WORK REQUEST: From the first line through the last, transcribe the listing word for word.

DATA:
----
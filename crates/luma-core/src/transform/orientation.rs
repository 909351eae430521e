//! Lossless reorientation: EXIF orientation and quarter-turn rotation.

use image::imageops;

use crate::color::WorkingImage;
use crate::decode::Orientation;

/// Reorient an image according to an EXIF orientation value.
///
/// After this call the pixels are in "upright" layout.
pub fn apply_orientation(image: WorkingImage, orientation: Orientation) -> WorkingImage {
    match orientation {
        Orientation::Normal => image,
        Orientation::FlipHorizontal => imageops::flip_horizontal(&image),
        Orientation::Rotate180 => imageops::rotate180(&image),
        Orientation::FlipVertical => imageops::flip_vertical(&image),
        Orientation::Transpose => imageops::flip_horizontal(&imageops::rotate90(&image)),
        Orientation::Rotate90CW => imageops::rotate90(&image),
        Orientation::Transverse => imageops::flip_horizontal(&imageops::rotate270(&image)),
        Orientation::Rotate270CW => imageops::rotate270(&image),
    }
}

/// Reduce a quarter-turn count to {0, 1, 2, 3}.
#[inline]
pub fn normalize_turns(turns: i64) -> u8 {
    turns.rem_euclid(4) as u8
}

/// Rotate by `turns` clockwise quarter turns (reduced mod 4).
pub fn rotate_quarter_turns(image: WorkingImage, turns: i64) -> WorkingImage {
    apply_orientation(image, Orientation::from_quarter_turns(turns))
}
----
EXERCISE OUTPUT:
filename crates/luma-core/src/transform/orientation.rs
repository 909351eae430521e
//! Lossless reorientation: EXIF orientation and quarter-turn rotation.

use image::imageops;

use crate::color::WorkingImage;
use crate::decode::Orientation;

/// Reorient an image according to an EXIF orientation value.
///
/// After this call the pixels are in "upright" layout.
pub fn apply_orientation(image: WorkingImage, orientation: Orientation) -> WorkingImage {
    match orientation {
        Orientation::Normal => image,
        Orientation::FlipHorizontal => imageops::flip_horizontal(&image),
        Orientation::Rotate180 => imageops::rotate180(&image),
        Orientation::FlipVertical => imageops::flip_vertical(&image),
        Orientation::Transpose => imageops::flip_horizontal(&imageops::rotate90(&image)),
        Orientation::Rotate90CW => imageops::rotate90(&image),
        Orientation::Transverse => imageops::flip_horizontal(&imageops::rotate270(&image)),
        Orientation::Rotate270CW => imageops::rotate270(&image),
    }
}

/// Reduce a quarter-turn count to {0, 1, 2, 3}.
#[inline]
pub fn normalize_turns(turns: i64) -> u8 {
    turns.rem_euclid(4) as u8
}

/// Rotate by `turns` clockwise quarter turns (reduced mod 4).
pub fn rotate_quarter_turns(image: WorkingImage, turns: i64) -> WorkingImage {
    apply_orientation(image, Orientation::from_quarter_turns(turns))
}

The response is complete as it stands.